The Inference Gateway: the security boundary
The component that holds the keys and guards the egress: its pipeline, the threat model around it, what anonymization does to outbound prompts, how model routing stays inspectable, and where the inference-tier boundary sits.
Orthogonal boundary — the Inference Choice Spectrum
The Inference Choice Spectrum (PRD §1.5.2) is a seventh boundary that runs along a different axis from R1–R6. R1–R6 restrain what the model may decide, spend, run, or touch.

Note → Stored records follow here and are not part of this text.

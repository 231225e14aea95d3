//! The resolution pipeline.
//!
//! Runs a fixed sequence of rewrite passes over a freshly parsed module:
//!
//! 1. [`ids`]: derive missing declaration ids deterministically
//! 2. [`imports`]: load, parse, and process imported modules
//! 3. [`names`]: bind references, close generics (fixpoint)
//! 4. [`values`]: re-parse deferred literals against resolved types
//! 5. [`consts`]: substitute constant references by their values
//! 6. [`validate`]: structural checks and transient-node invariants
//!
//! Each pass follows the same shape: clone a declaration's kind and
//! annotations out of the arena, rewrite slots through [`crate::ast::walk`],
//! and write the result back. A module either resolves completely or the
//! pipeline aborts with the first error.

pub mod consts;
pub mod ids;
pub mod imports;
pub mod names;
pub mod validate;
pub mod values;

pub use imports::ImportCtx;
pub use values::reparse_value;

use crate::ast::decl::{DeclId, Schema};
use crate::error::Result;

/// Runs the full pass sequence over `module` (and, through the import pass,
/// over every module it transitively imports).
pub fn process_module(schema: &mut Schema, module: DeclId, imports: &mut ImportCtx<'_>) -> Result<()> {
    tracing::debug!(module = %module, "resolving module");
    ids::generate_ids(schema, module)?;
    imports::resolve_imports(schema, module, imports)?;
    names::resolve_names(schema, module)?;
    values::resolve_values(schema, module)?;
    consts::resolve_const_refs(schema, module)?;
    validate::validate(schema, module)?;
    tracing::debug!(module = %module, decls = schema.len(), "module resolved");
    Ok(())
}
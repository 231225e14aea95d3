//! Constant-reference substitution.
//!
//! A value that names another constant is replaced by that constant's actual
//! value. Constant references are always fully qualified: lookup starts at
//! the module root and descends scope names, never searching outward.
//! Substituted values are resolved recursively (a constant may be defined in
//! terms of another), with a seen-set turning reference cycles into errors.

use crate::ast::decl::{DeclId, DeclKind, Schema};
use crate::ast::value::Value;
use crate::ast::walk;
use crate::error::{Error, Result};
use crate::foundation::FullName;

pub fn resolve_const_refs(schema: &mut Schema, module: DeclId) -> Result<()> {
    for id in schema.module_decls(module) {
        let mut kind = schema.decl(id).kind.clone();
        let mut annotations = schema.decl(id).annotations.clone();

        walk::rewrite_values(&mut kind, &mut annotations, |value| {
            if let Value::ConstRef(name) = value {
                *value = const_value(schema, module, &name.clone(), &mut Vec::new())?;
            }
            Ok(())
        })?;

        let decl = schema.decl_mut(id);
        decl.kind = kind;
        decl.annotations = annotations;
    }
    Ok(())
}

/// Returns the value of the constant `name` refers to, with any constant
/// references inside that value resolved as well.
fn const_value(
    schema: &Schema,
    module: DeclId,
    name: &FullName,
    seen: &mut Vec<DeclId>,
) -> Result<Value> {
    let id = lookup_const(schema, module, name)?;
    if seen.contains(&id) {
        return Err(Error::resolve(format!(
            "constant reference cycle through '{name}'"
        )));
    }
    let DeclKind::Const(decl) = &schema.decl(id).kind else {
        return Err(Error::resolve(format!(
            "const ref '{name}' does not refer to a const"
        )));
    };

    seen.push(id);
    let mut value = decl.value.clone();
    deep_resolve(schema, module, &mut value, seen)?;
    seen.pop();
    Ok(value)
}

fn deep_resolve(
    schema: &Schema,
    module: DeclId,
    value: &mut Value,
    seen: &mut Vec<DeclId>,
) -> Result<()> {
    match value {
        Value::ConstRef(name) => {
            *value = const_value(schema, module, &name.clone(), seen)?;
        }
        Value::List(items) => {
            for item in items {
                deep_resolve(schema, module, item, seen)?;
            }
        }
        Value::Struct(fields) => {
            for item in fields.values_mut() {
                deep_resolve(schema, module, item, seen)?;
            }
        }
        Value::Union { value: inner, .. } => deep_resolve(schema, module, inner, seen)?,
        _ => {}
    }
    Ok(())
}

/// Full-name lookup from the module root: every segment before the last
/// names a nested composite scope, the last names the constant itself.
fn lookup_const(schema: &Schema, module: DeclId, name: &FullName) -> Result<DeclId> {
    let mut scope = module;
    let parts = name.parts();
    for part in &parts[..parts.len() - 1] {
        scope = child_scope(schema, scope, &part.name).ok_or_else(|| {
            Error::resolve(format!("cannot resolve const ref '{name}'"))
        })?;
    }

    let composite = schema
        .decl(scope)
        .composite()
        .ok_or_else(|| Error::resolve(format!("cannot resolve const ref '{name}'")))?;
    let last = &name.last().name;
    if let Some(&id) = composite
        .consts
        .iter()
        .find(|&&id| &schema.decl(id).name == last)
    {
        return Ok(id);
    }
    // Distinguish "no such name" from "that name is not a constant".
    let other = composite
        .structs
        .iter()
        .chain(&composite.interfaces)
        .chain(&composite.enums)
        .chain(&composite.annotation_defs)
        .any(|&id| &schema.decl(id).name == last);
    if other {
        Err(Error::resolve(format!(
            "const ref '{name}' does not refer to a const"
        )))
    } else {
        Err(Error::resolve(format!("cannot resolve const ref '{name}'")))
    }
}

fn child_scope(schema: &Schema, scope: DeclId, name: &str) -> Option<DeclId> {
    let composite = schema.decl(scope).composite()?;
    composite
        .structs
        .iter()
        .chain(&composite.interfaces)
        .copied()
        .find(|&id| schema.decl(id).name == name)
}
#[test]
fn standalone_value_parsing() {
    let schema = compile(
        r#"
        @0xbf97b02a43f96b7f;
        enum Mode {
            off @0;
            on @1;
        }
        "#,
    );
    let mode = Type::Decl(find(&schema, "Mode"));
    let value = tessera_idl::parse_value(" on ", &mode, &schema).expect("parse value");
    assert_eq!(
        value,
        Value::Enumerant {
            name: "on".to_string(),
            number: 1,
        }
    );
}

// =============================================================================
// Round-trips
// =============================================================================

#[test]
fn schema_serialization_round_trips() {
    let schema = compile(
        r#"
        @0xbf97b02a43f96b7f;

        enum Mode {
            off @0;
            on @1;
        }
        struct Settings {
            mode @0 :Mode = on;
            labels @1 :List(Text) = ["a", "b"];
        }
        "#,
    );

    let json = serialize_schema(&schema).expect("serialize");
    let restored = deserialize_schema(&json).expect("deserialize");
    assert_eq!(serialize_schema(&restored).expect("serialize"), json);
}

#[test]
fn resolution_is_idempotent() {
    let source = r#"
        @0xbf97b02a43f96b7f;

        const kSize :UInt32 = 64;
        struct Page {
            size @0 :UInt32 = .kSize;
            next @1 :Page;
        }
    "#;

    let mut schema = compile(source);
    let before = serialize_schema(&schema).expect("serialize");
    // Running the pipeline over an already resolved schema changes nothing.
    process_parsed_source(&mut schema, &mut |_| None).expect("second run should succeed");
    assert_eq!(serialize_schema(&schema).expect("serialize"), before);
}
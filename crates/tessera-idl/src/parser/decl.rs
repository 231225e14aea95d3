//! Recursive-descent declaration parsing.
//!
//! One [`DeclParser`] parses one module into the shared [`Schema`] arena.
//! Declarations come out of the parser unresolved: type positions hold
//! `Type::Reference` / `Type::Import` placeholders and deferred literals hold
//! `Value::Unresolved`; the resolve pipeline rewrites them in place.

use crate::ast::decl::{
    Annotation, AnnotationDecl, AnnotationTarget, Composite, ConstDecl, Decl, DeclId, DeclKind,
    EnumDecl, Enumerant, Field, InterfaceDecl, Method, ModuleDecl, ParamList, Parameter, Schema,
    StructDecl, Using, MIN_UID,
};
use crate::ast::types::{GroupType, Primitive, Type, UnionType};
use crate::ast::value::Value;
use crate::error::Result;
use crate::foundation::{is_capitalized, FullName};
use crate::parser::scanner::Scanner;
use crate::parser::value;

/// Parses one module's source text into `schema`, returning the module's
/// declaration id. The module and everything nested in it are appended to the
/// arena; parents precede their children in arena order.
pub fn parse_module(schema: &mut Schema, source: &str) -> Result<DeclId> {
    let module_id = schema.alloc(Decl {
        name: String::new(),
        id: None,
        scope: None,
        annotations: Vec::new(),
        kind: DeclKind::Module(ModuleDecl::default()),
    });

    let mut p = DeclParser {
        sc: Scanner::new(source),
        schema,
        scope: module_id,
    };
    p.sc.advance_whitespace();

    let mut file_id: Option<u64> = None;
    let mut annotations = Vec::new();
    let mut nested = Composite::default();

    loop {
        if let Some(token) = p.sc.opt_advance_ident() {
            match token {
                "struct" => nested.structs.push(p.parse_struct()?),
                "interface" => nested.interfaces.push(p.parse_interface()?),
                "enum" => nested.enums.push(p.parse_enum()?),
                "const" => nested.consts.push(p.parse_const()?),
                "annotation" => nested.annotation_defs.push(p.parse_annotation_decl()?),
                "using" => nested.usings.push(p.parse_using()?),
                _ => return Err(p.sc.error(format!("Unexpected token '{token}'."))),
            }
        } else if p.sc.peek("$") {
            if let Some(a) = p.opt_parse_annotation()? {
                annotations.push(a);
            }
            p.sc.advance(";")?;
        } else if p.sc.peek("@") {
            if file_id.is_some() {
                return Err(p.sc.error("Multiple file ids found"));
            }
            file_id = Some(p.parse_id()?);
            p.sc.advance(";")?;
        } else {
            break;
        }
    }

    if !p.sc.at_end() {
        return Err(p.sc.error("Expected end of input."));
    }
    let Some(file_id) = file_id else {
        return Err(p.sc.error("Missing id in module"));
    };

    tracing::debug!(decls = schema.len(), "parsed module");

    let decl = schema.decl_mut(module_id);
    decl.id = Some(file_id);
    decl.annotations = annotations;
    decl.kind = DeclKind::Module(ModuleDecl { nested });
    Ok(module_id)
}

/// Declarations collected while parsing one brace-delimited body.
#[derive(Default)]
struct Block {
    composite: Composite,
    fields: Vec<Field>,
    methods: Vec<Method>,
}

struct DeclParser<'s, 'a> {
    sc: Scanner<'s>,
    schema: &'a mut Schema,
    /// Current lexical scope; new declarations are parented here.
    scope: DeclId,
}
impl<'s> Scanner<'s> {
    pub fn new(src: &'s str) -> Self {
        Self { src, pos: 0 }
    }

    pub fn source(&self) -> &'s str {
        self.src
    }

    pub fn pos(&self) -> usize {
        self.pos
    }

    /// Rewinds or fast-forwards the cursor. Callers only pass positions
    /// previously obtained from [`pos`](Self::pos).
    pub fn set_pos(&mut self, pos: usize) {
        self.pos = pos;
    }

    pub fn at_end(&self) -> bool {
        self.pos >= self.src.len()
    }

    /// Builds a syntax error anchored at the current cursor.
    pub fn error(&self, message: impl Into<String>) -> Error {
        Error::syntax(message, self.src, self.pos)
    }

    fn error_at(&self, message: impl Into<String>, pos: usize) -> Error {
        Error::syntax(message, self.src, pos)
    }

    /// Skips whitespace and `#` line comments.
    pub fn advance_whitespace(&mut self) {
        let bytes = self.src.as_bytes();
        while self.pos < bytes.len() {
            match bytes[self.pos] {
                b'#' => match self.src[self.pos..].find('\n') {
                    Some(i) => self.pos += i + 1,
                    None => self.pos = bytes.len(),
                },
                b if is_whitespace(b) => self.pos += 1,
                _ => break,
            }
        }
    }

    fn matches(&self, token: &str) -> bool {
        self.src.as_bytes()[self.pos..].starts_with(token.as_bytes())
    }

    /// Requires `token` at the cursor without consuming it.
    pub fn expect(&self, token: &str) -> Result<()> {
        if self.matches(token) {
            Ok(())
        } else {
            Err(self.error(format!("Expected '{token}'.")))
        }
    }

    /// Consumes `token` and trailing whitespace.
    pub fn advance(&mut self, token: &str) -> Result<()> {
        self.expect(token)?;
        self.pos += token.len();
        self.advance_whitespace();
        Ok(())
    }

    /// Consumes `token` without skipping trailing whitespace.
    pub fn advance_no_ws(&mut self, token: &str) -> Result<()> {
        self.expect(token)?;
        self.pos += token.len();
        Ok(())
    }

    /// Probes for `token`; consumes it and trailing whitespace when present.
    pub fn opt_advance(&mut self, token: &str) -> bool {
        if self.matches(token) {
            self.pos += token.len();
            self.advance_whitespace();
            true
        } else {
            false
        }
    }

    /// Probes for `token` without whitespace skipping.
    pub fn opt_advance_no_ws(&mut self, token: &str) -> bool {
        if self.matches(token) {
            self.pos += token.len();
            true
        } else {
            false
        }
    }

    /// Probes for `token` followed by at least one whitespace character or
    /// comment. Disambiguates keyword-like prefixes (`import` the keyword
    /// versus `importantThing` the identifier); rolls back when the boundary
    /// is absent.
    pub fn opt_advance_keyword(&mut self, token: &str) -> bool {
        if !self.matches(token) {
            return false;
        }
        let start = self.pos;
        self.pos += token.len();
        let before_ws = self.pos;
        self.advance_whitespace();
        if self.pos == before_ws {
            self.pos = start;
            return false;
        }
        true
    }

    /// Non-consuming literal lookahead.
    pub fn peek(&self, token: &str) -> bool {
        self.matches(token)
    }

    pub fn peek_char(&self) -> Option<char> {
        self.src[self.pos..].chars().next()
    }

    /// Consumes one character.
    pub fn advance_char(&mut self) -> Result<char> {
        match self.peek_char() {
            Some(c) => {
                self.pos += c.len_utf8();
                Ok(c)
            }
            None => Err(self.error("Unexpected end of input.")),
        }
    }

    /// Probes for an identifier (`[_a-zA-Z][_a-zA-Z0-9]*`); consumes it and
    /// trailing whitespace when present.
    pub fn opt_advance_ident(&mut self) -> Option<&'s str> {
        let bytes = self.src.as_bytes();
        let start = self.pos;
        match bytes.get(start) {
            Some(&b) if is_ident_start(b) => {}
            _ => return None,
        }
        let mut end = start + 1;
        while matches!(bytes.get(end), Some(&b) if is_ident_continue(b)) {
            end += 1;
        }
        self.pos = end;
        self.advance_whitespace();
        Some(&self.src[start..end])
    }

    pub fn advance_ident(&mut self) -> Result<&'s str> {
        match self.opt_advance_ident() {
            Some(name) => Ok(name),
            None => Err(self.error("Expected valid identifier.")),
        }
    }

    /// True when the cursor sits on the start of a numeric literal.
    pub fn peek_number_start(&self) -> bool {
        matches!(self.src.as_bytes().get(self.pos), Some(b) if b.is_ascii_digit() || *b == b'-')
    }

    /// Consumes a non-empty run of bytes matching `pred`, then whitespace.
    fn advance_run(
        &mut self,
        pred: impl Fn(u8) -> bool,
        expected: &'static str,
    ) -> Result<&'s str> {
        let bytes = self.src.as_bytes();
        let start = self.pos;
        let mut end = start;
        while matches!(bytes.get(end), Some(&b) if pred(b)) {
            end += 1;
        }
        if end == start {
            return Err(self.error(expected));
        }
        self.pos = end;
        self.advance_whitespace();
        Ok(&self.src[start..end])
    }

    /// Consumes a possibly empty run of bytes matching `pred`, no whitespace.
    fn take_while(&mut self, pred: impl Fn(u8) -> bool) -> &'s str {
        let bytes = self.src.as_bytes();
        let start = self.pos;
        let mut end = start;
        while matches!(bytes.get(end), Some(&b) if pred(b)) {
            end += 1;
        }
        self.pos = end;
        &self.src[start..end]
    }

    // ----- string and blob literals -----

    /// Parses a `"`-delimited text literal with escape decoding.
    pub fn parse_text(&mut self) -> Result<String> {
        self.advance_no_ws("\"")?;
        let mut buffer = String::new();
        loop {
            match self.advance_char()? {
                '\n' => return Err(self.error("Text may not contain linefeeds")),
                '"' => {
                    self.advance_whitespace();
                    return Ok(buffer);
                }
                '\\' => buffer.push(self.unescape()?),
                c => buffer.push(c),
            }
        }
    }

    /// Decodes one escape sequence, cursor positioned after the backslash.
    fn unescape(&mut self) -> Result<char> {
        let c = self.advance_char()?;
        Ok(match c {
            'a' => '\x07',
            'b' => '\x08',
            'f' => '\x0c',
            'n' => '\n',
            'r' => '\r',
            't' => '\t',
            'v' => '\x0b',
            'x' => {
                let hi = self.hex_escape_digit()?;
                let lo = self.hex_escape_digit()?;
                ((hi << 4) | lo) as u8 as char
            }
            '0'..='7' => {
                // One or two octal digits.
                let mut value = c as u32 - '0' as u32;
                if let Some(d @ '0'..='7') = self.peek_char() {
                    self.pos += 1;
                    value = (value << 3) | (d as u32 - '0' as u32);
                }
                value as u8 as char
            }
            other => other,
        })
    }

    fn hex_escape_digit(&mut self) -> Result<u32> {
        let pos = self.pos;
        self.advance_char()?
            .to_digit(16)
            .ok_or_else(|| self.error_at("Expected hex escape sequence.", pos))
    }

    /// Parses a `0x"…"` blob literal: hex-digit pairs, one byte each.
    pub fn parse_blob(&mut self) -> Result<Vec<u8>> {
        self.advance("0x\"")?;
        let mut blob = Vec::new();
        loop {
            let bytes = self.src.as_bytes();
            let pair = match (bytes.get(self.pos), bytes.get(self.pos + 1)) {
                (Some(&h), Some(&l)) if h.is_ascii_hexdigit() && l.is_ascii_hexdigit() => {
                    (h as char, l as char)
                }
                _ => break,
            };
            let hi = pair.0.to_digit(16).unwrap_or(0);
            let lo = pair.1.to_digit(16).unwrap_or(0);
            blob.push(((hi << 4) | lo) as u8);
            self.pos += 2;
            self.advance_whitespace();
        }
        self.advance("\"")?;
        Ok(blob)
    }

    // ----- numeric literals -----

    /// Scans the textual shape of an integer literal: optional sign, then
    /// decimal digits, `0x` + hex digits (lowercase `x` only), or `0` + octal
    /// digits (a bare `0` is zero).
    fn scan_integer(&mut self) -> Result<(bool, &'s str, u32)> {
        let negative = self.opt_advance("-");
        if self.opt_advance_no_ws("0x") {
            let digits = self.advance_run(|b| b.is_ascii_hexdigit(), "Expected hex digits.")?;
            return Ok((negative, digits, 16));
        }
        if self.opt_advance_no_ws("0") {
            let digits = self.take_while(|b| (b'0'..=b'7').contains(&b));
            self.advance_whitespace();
            let digits = if digits.is_empty() { "0" } else { digits };
            return Ok((negative, digits, 8));
        }
        let digits = self.advance_run(|b| b.is_ascii_digit(), "Expected valid number.")?;
        Ok((negative, digits, 10))
    }

    /// Consumes the loose number shape used when capturing a literal raw for
    /// later typed re-parsing: digits, hex letters, `x`, `.`, `e`, `-`.
    pub fn advance_raw_number(&mut self) -> Result<&'s str> {
        self.advance_run(
            |b| b.is_ascii_hexdigit() || matches!(b, b'x' | b'.' | b'e' | b'-'),
            "Expected valid number.",
        )
    }

    fn parse_float_run(&mut self, expected: &'static str) -> Result<&'s str> {
        self.advance_run(
            |b| b.is_ascii_digit() || b == b'.' || b == b'e' || b == b'-',
            expected,
        )
    }
}
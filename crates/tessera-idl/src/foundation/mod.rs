//! Foundation types shared by the parser and the resolution pipeline.

pub mod name;
pub mod span;

pub use name::{is_capitalized, FullName, NamePart};
pub use span::{locate, SourceLoc};
//! Structural validation of a resolved module.
//!
//! Transient nodes surviving the pipeline are internal errors; missing ids,
//! annotation-target mismatches, and ordinal holes are user schema errors.

use crate::ast::decl::{
    Annotation, AnnotationTarget, Decl, DeclId, DeclKind, Field, ParamList, Schema,
};
use crate::ast::types::Type;
use crate::ast::value::Value;
use crate::ast::walk;
use crate::error::{Error, Result};

pub fn validate(schema: &Schema, module: DeclId) -> Result<()> {
    for id in schema.module_decls(module) {
        let decl = schema.decl(id);
        check_no_transients(decl)?;
        check_id_present(decl)?;
        check_annotations(schema, decl)?;
        check_ordinals(decl)?;
    }
    Ok(())
}

/// Any `Reference`, `Import`, `Unresolved`, or `ConstRef` surviving to this
/// point is a pipeline bug, not a schema error.
fn check_no_transients(decl: &Decl) -> Result<()> {
    let mut kind = decl.kind.clone();
    let mut annotations = decl.annotations.clone();
    walk::rewrite_types(&mut kind, &mut annotations, |ty| match ty {
        Type::Reference(name) => Err(Error::internal(format!(
            "unexpected unresolved reference '{name}'"
        ))),
        Type::Import { file, .. } => Err(Error::internal(format!(
            "unexpected remaining import \"{file}\""
        ))),
        _ => Ok(()),
    })?;
    walk::rewrite_values(&mut kind, &mut annotations, |value| match value {
        Value::Unresolved { raw, .. } => Err(Error::internal(format!(
            "unexpected unresolved default value '{raw}'"
        ))),
        Value::ConstRef(name) => Err(Error::internal(format!(
            "unexpected unresolved const reference '{name}'"
        ))),
        _ => Ok(()),
    })
}

fn check_id_present(decl: &Decl) -> Result<()> {
    let bears_id = matches!(
        decl.kind,
        DeclKind::Module(_)
            | DeclKind::Struct(_)
            | DeclKind::Interface(_)
            | DeclKind::Enum(_)
            | DeclKind::Annotation(_)
    );
    if bears_id && decl.id.is_none() {
        return Err(Error::validation(format!(
            "{} '{}' has no id after resolution",
            decl.kind_name(),
            decl.name
        )));
    }
    Ok(())
}

// ----- annotation targets -----

fn check_annotations(schema: &Schema, decl: &Decl) -> Result<()> {
    let own_target = match &decl.kind {
        DeclKind::Module(_) => AnnotationTarget::File,
        DeclKind::Struct(_) => AnnotationTarget::Struct,
        DeclKind::Interface(_) => AnnotationTarget::Interface,
        DeclKind::Enum(_) => AnnotationTarget::Enum,
        DeclKind::Const(_) => AnnotationTarget::Const,
        DeclKind::Annotation(_) => AnnotationTarget::Annotation,
    };
    for a in &decl.annotations {
        check_one_annotation(schema, a, own_target)?;
    }

    match &decl.kind {
        DeclKind::Struct(s) => check_field_annotations(schema, &s.fields)?,
        DeclKind::Interface(i) => {
            for method in &i.methods {
                if let Some(a) = &method.annotation {
                    check_one_annotation(schema, a, AnnotationTarget::Method)?;
                }
                check_param_annotations(schema, &method.args)?;
                check_param_annotations(schema, &method.ret)?;
            }
        }
        DeclKind::Enum(e) => {
            for enumerant in &e.enumerants {
                if let Some(a) = &enumerant.annotation {
                    check_one_annotation(schema, a, AnnotationTarget::Enumerant)?;
                }
            }
        }
        _ => {}
    }
    Ok(())
}

fn check_field_annotations(schema: &Schema, fields: &[Field]) -> Result<()> {
    for field in fields {
        if let Some(a) = &field.annotation {
            let target = match &field.ty {
                Type::Union(_) => AnnotationTarget::Union,
                Type::Group(_) => AnnotationTarget::Group,
                _ => AnnotationTarget::Field,
            };
            check_one_annotation(schema, a, target)?;
        }
        match &field.ty {
            Type::Union(u) => {
                for a in &u.annotations {
                    check_one_annotation(schema, a, AnnotationTarget::Union)?;
                }
                check_field_annotations(schema, &u.fields)?;
            }
            Type::Group(g) => check_field_annotations(schema, &g.fields)?,
            _ => {}
        }
    }
    Ok(())
}

fn check_param_annotations(schema: &Schema, params: &ParamList) -> Result<()> {
    if let ParamList::Params(list) = params {
        for param in list {
            if let Some(a) = &param.annotation {
                check_one_annotation(schema, a, AnnotationTarget::Param)?;
            }
        }
    }
    Ok(())
}

fn check_one_annotation(schema: &Schema, a: &Annotation, target: AnnotationTarget) -> Result<()> {
    let decl_id = match &a.decl {
        Type::Decl(id) => *id,
        Type::Bound(b) => b.open,
        other => {
            return Err(Error::internal(format!(
                "annotation resolved to {}",
                other.describe()
            )))
        }
    };
    let decl = schema.decl(decl_id);
    let DeclKind::Annotation(annotation_decl) = &decl.kind else {
        return Err(Error::validation(format!(
            "'{}' is not an annotation",
            decl.name
        )));
    };
    let allowed = annotation_decl
        .targets
        .iter()
        .any(|t| *t == AnnotationTarget::Any || *t == target);
    if !allowed {
        return Err(Error::validation(format!(
            "annotation '{}' cannot be applied to a {}",
            decl.name, target
        )));
    }
    Ok(())
}

// ----- ordinal numbering -----

fn check_ordinals(decl: &Decl) -> Result<()> {
    match &decl.kind {
        DeclKind::Struct(s) => {
            let mut numbers = Vec::new();
            collect_field_numbers(&s.fields, &mut numbers);
            check_contiguous(numbers, "field", &decl.name)
        }
        DeclKind::Enum(e) => {
            let numbers = e.enumerants.iter().map(|en| en.number).collect();
            check_contiguous(numbers, "enumerant", &decl.name)
        }
        DeclKind::Interface(i) => {
            let numbers = i.methods.iter().map(|m| m.number).collect();
            check_contiguous(numbers, "method", &decl.name)
        }
        _ => Ok(()),
    }
}

/// Fields nested in inline unions and groups share their struct's ordinal
/// space; the anonymous union and group slots themselves are unnumbered.
fn collect_field_numbers(fields: &[Field], out: &mut Vec<u32>) {
    for field in fields {
        if let Some(number) = field.number {
            out.push(number);
        }
        match &field.ty {
            Type::Union(u) => collect_field_numbers(&u.fields, out),
            Type::Group(g) => collect_field_numbers(&g.fields, out),
            _ => {}
        }
    }
}

fn check_contiguous(mut numbers: Vec<u32>, what: &str, name: &str) -> Result<()> {
    numbers.sort_unstable();
    for (expected, number) in numbers.iter().enumerate() {
        if *number as usize != expected {
            return Err(Error::validation(format!(
                "{what} numbering of '{name}' contains holes or duplicates"
            )));
        }
    }
    Ok(())
}

#[cfg(test)]
mod tests {
    use super::*;

    #[test]
    fn contiguous_numbering() {
        assert!(check_contiguous(vec![2, 0, 1], "field", "S").is_ok());
        let err = check_contiguous(vec![0, 2], "field", "S").unwrap_err();
        assert!(err.message.contains("numbering"));
        assert!(err.message.contains("holes"));
        assert!(check_contiguous(vec![0, 0], "field", "S").is_err());
        assert!(check_contiguous(Vec::new(), "field", "S").is_ok());
    }
}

The Inference Choice Spectrum restrains where the data goes during inference.
- The five tiers (PRD §1.5.2): local-only (Tier 1), customer-hosted cloud inference (Tier 2), enterprise managed inference with ZDR / no-training commitments (Tier 3), standard cloud API (Tier 4), consumer or free tier (Tier 5).
- Skills, Projects, and requests can require a minimum tier (R2-adapted, above); the gateway refuses routing decisions that violate the floor (
tier_below_minimum). - The audit log records every routing decision (
inference_routing_logper PRD §5.5). - Tier 3 is recommended for most pragmatic enterprise deployments; Tier 1 is recommended for the most sensitive privileged work.
This boundary is documented separately in:
- PRD §1.5.2 (the spectrum's five-tier definition)
- PRD §3.13 (the Inference Tier badge in the UI)
- PRD §4.4 (gateway configuration of tier mapping)
- PRD §1.8 (security posture; calls the spectrum "the central security trade-off")
It is named here so a reader doesn't conflate the two boundaries: a deployment can ship full R1 + R2 + R3 + R4 + R5 + R6 and still expose customer data to a weaker tier through configuration choices, or vice-versa.